Both C and D commits can be considered as latest common ancestors of G and H. If you take the diff from D to H, you get changes from C (through E) and H, but C is already in G. If you take the diff from C to H, you get changes from D and H, but D is already in G through F. The solution is to create a virtual merge of C+D and to compute changes against it, which yields changes from E and H only. On the long run, this strategy produces more intuitive merges and less conflicts.

Most revision tools fail to handle such cases correctly (Subversion cancels the merge by screaming “missing revisions” and let you handle the case manually; Mercurial makes an arbitrary choice among common ancestors). Git resolves this case with the so-called recursive merge strategy, which computes a virtual common ancestor (a virtual merge of common ancestors).

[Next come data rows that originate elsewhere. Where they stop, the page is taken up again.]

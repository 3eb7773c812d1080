use crate::db;
use rusqlite::Connection;

pub const SEED_SQL: &str = include_str!("../tests/fixtures/academics_seed.sql");

pub fn seeded_conn() -> Connection {
    let conn = Connection::open_in_memory().expect("open in-memory db");
    db::init_schema(&conn).expect("init schema");
    conn.execute_batch(SEED_SQL).expect("seed");
    conn
}
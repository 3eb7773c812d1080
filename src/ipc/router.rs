use super::handlers;
use super::types::{AppState, Request};
use crate::ipc::error::err;

pub fn handle_request(state: &mut AppState, req: Request) -> serde_json::Value {
    tracing::debug!(id = %req.id, method = %req.method, "request");

    if let Some(resp) = handlers::core::try_handle(state, &req) {
        return resp;
    }
    if let Some(resp) = handlers::dashboard::try_handle(state, &req) {
        return resp;
    }
    if let Some(resp) = handlers::students::try_handle(state, &req) {
        return resp;
    }
    if let Some(resp) = handlers::attendance::try_handle(state, &req) {
        return resp;
    }

    err(
        &req.id,
        "not_implemented",
        404,
        format!("unknown method: {}", req.method),
        None,
    )
}
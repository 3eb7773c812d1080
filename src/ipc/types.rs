use std::path::PathBuf;

use crate::config::ReportSettings;
use rusqlite::Connection;
use serde::Deserialize;

#[derive(Debug, Deserialize, Clone)]
pub struct Request {
    pub id: String,
    pub method: String,
    #[serde(default)]
    pub params: serde_json::Value,
}

pub struct AppState {
    pub workspace: Option<PathBuf>,
    pub db: Option<Connection>,
    pub settings: ReportSettings,
}

impl AppState {
    pub fn new(settings: ReportSettings) -> Self {
        Self {
            workspace: None,
            db: None,
            settings,
        }
    }
}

For a detailed example and explanation of how this strategy works better than others, I highly recommend this blog post and the reference links by the guys from Plastic SCM. You can also see the discussion in the man page of git-merge-base for the difference between common ancestors in a 3-way merge and in an octopus merge.

Go Practice!

These three concepts - snapshot, graph, and changeset - are enough to start understanding how Git works on a daily basis. Of course, this is not intended as a full lesson of Git internals - for example, we only skimmed over how Git manages HEAD, branches or tags as references in the graph. But just the above explanations for basic and not-so-basic commands should give you an idea of how to reason with Git.

Now you should just go practice with your project. One good advice is to have a Git repository browser (such as the default gitk or GitX) open in the background. These browsers can show you a visualization of your commit graph. By refreshing the visualization after each command, you can often see how Git has transformed your history.

This gitk screenshot shows a before/after state of a repository following a rebase. The two MIN/MAX commits above tp7-start tag have been rebased on top of functions-and-more in the tp7 branch. In this view, you can still see the old commits, which are now orphaned, and the two new commits, which are just copies of the old ones.